• _What you need to do_
Below are the entries; determine how many of their lines contain the string "CoreError" and give that figure alone.
[[ Data, beginning ]]
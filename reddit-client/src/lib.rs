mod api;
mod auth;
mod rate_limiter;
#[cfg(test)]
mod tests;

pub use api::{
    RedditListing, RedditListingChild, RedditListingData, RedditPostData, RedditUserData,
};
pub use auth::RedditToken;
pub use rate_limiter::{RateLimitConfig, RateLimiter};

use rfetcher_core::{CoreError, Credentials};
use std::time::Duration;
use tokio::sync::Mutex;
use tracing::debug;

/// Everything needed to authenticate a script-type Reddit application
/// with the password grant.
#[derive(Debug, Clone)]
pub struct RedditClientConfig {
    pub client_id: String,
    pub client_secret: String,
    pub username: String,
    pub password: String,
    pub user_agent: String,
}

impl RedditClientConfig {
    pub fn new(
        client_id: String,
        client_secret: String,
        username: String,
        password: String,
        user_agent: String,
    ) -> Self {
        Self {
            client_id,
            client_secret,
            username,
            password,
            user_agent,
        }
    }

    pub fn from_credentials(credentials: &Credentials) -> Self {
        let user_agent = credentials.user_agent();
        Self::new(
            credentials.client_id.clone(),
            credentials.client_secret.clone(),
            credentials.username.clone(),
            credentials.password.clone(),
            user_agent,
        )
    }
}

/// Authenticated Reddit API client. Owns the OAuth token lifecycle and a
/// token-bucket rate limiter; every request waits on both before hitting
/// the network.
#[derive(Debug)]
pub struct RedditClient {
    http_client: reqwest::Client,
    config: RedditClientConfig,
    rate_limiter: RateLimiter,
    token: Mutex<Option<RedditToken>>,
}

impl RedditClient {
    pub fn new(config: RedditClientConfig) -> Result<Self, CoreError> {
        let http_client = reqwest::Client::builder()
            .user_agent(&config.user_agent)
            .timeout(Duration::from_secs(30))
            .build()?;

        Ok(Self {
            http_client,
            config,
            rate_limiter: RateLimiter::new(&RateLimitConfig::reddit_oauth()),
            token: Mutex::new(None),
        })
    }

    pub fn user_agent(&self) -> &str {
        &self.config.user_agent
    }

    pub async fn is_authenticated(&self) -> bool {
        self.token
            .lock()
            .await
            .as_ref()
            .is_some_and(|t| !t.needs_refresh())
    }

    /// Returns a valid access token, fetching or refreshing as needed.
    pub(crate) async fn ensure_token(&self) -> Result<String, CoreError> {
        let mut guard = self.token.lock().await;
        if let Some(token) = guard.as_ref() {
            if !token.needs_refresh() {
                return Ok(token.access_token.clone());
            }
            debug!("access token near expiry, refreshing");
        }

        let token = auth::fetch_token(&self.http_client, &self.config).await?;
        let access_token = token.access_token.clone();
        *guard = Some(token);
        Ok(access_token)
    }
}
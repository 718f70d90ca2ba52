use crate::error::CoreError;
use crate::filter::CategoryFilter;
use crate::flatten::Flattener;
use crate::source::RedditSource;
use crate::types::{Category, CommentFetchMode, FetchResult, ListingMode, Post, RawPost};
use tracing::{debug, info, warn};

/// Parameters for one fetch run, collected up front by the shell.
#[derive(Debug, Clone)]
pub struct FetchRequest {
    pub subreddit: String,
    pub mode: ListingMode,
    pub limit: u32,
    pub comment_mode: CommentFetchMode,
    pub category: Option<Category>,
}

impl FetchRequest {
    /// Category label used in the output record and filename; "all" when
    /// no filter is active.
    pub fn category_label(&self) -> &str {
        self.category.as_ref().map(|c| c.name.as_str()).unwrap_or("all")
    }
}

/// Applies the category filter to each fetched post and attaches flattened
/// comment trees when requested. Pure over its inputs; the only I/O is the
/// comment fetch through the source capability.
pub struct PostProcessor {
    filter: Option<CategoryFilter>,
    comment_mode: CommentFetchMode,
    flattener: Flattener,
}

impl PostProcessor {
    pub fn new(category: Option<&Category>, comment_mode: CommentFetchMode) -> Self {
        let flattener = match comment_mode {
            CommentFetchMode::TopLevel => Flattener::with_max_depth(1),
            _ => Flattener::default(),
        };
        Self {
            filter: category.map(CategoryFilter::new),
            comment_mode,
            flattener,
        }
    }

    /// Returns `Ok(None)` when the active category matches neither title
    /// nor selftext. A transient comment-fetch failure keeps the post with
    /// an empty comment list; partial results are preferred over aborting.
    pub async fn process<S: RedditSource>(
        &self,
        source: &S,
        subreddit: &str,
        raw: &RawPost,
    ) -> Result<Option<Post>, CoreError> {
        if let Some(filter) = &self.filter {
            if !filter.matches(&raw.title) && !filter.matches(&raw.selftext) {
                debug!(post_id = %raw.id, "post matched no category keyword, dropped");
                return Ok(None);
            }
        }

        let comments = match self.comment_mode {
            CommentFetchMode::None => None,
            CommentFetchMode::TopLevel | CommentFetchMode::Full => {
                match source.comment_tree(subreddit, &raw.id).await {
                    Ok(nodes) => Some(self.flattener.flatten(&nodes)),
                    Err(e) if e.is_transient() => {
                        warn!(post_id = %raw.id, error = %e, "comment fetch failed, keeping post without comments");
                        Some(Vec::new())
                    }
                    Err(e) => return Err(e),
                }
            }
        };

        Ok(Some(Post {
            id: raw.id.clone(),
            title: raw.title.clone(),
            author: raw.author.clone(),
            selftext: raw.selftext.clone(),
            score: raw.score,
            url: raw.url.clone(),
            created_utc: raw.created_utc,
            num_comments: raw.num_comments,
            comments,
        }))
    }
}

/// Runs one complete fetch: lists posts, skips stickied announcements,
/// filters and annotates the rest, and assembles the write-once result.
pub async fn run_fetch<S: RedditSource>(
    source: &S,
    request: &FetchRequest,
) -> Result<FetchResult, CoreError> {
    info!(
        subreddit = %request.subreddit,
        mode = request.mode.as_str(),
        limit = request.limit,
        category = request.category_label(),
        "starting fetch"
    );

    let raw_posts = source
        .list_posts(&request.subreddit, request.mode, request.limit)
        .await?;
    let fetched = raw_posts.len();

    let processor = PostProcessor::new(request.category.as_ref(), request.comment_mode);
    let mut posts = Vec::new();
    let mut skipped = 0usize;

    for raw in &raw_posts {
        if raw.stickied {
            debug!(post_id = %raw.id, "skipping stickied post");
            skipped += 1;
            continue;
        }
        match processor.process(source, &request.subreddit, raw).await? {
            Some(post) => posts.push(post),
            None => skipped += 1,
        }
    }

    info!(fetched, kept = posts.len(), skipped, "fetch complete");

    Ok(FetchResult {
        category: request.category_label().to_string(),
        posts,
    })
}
[[ Data, end ]]
• _Result_
6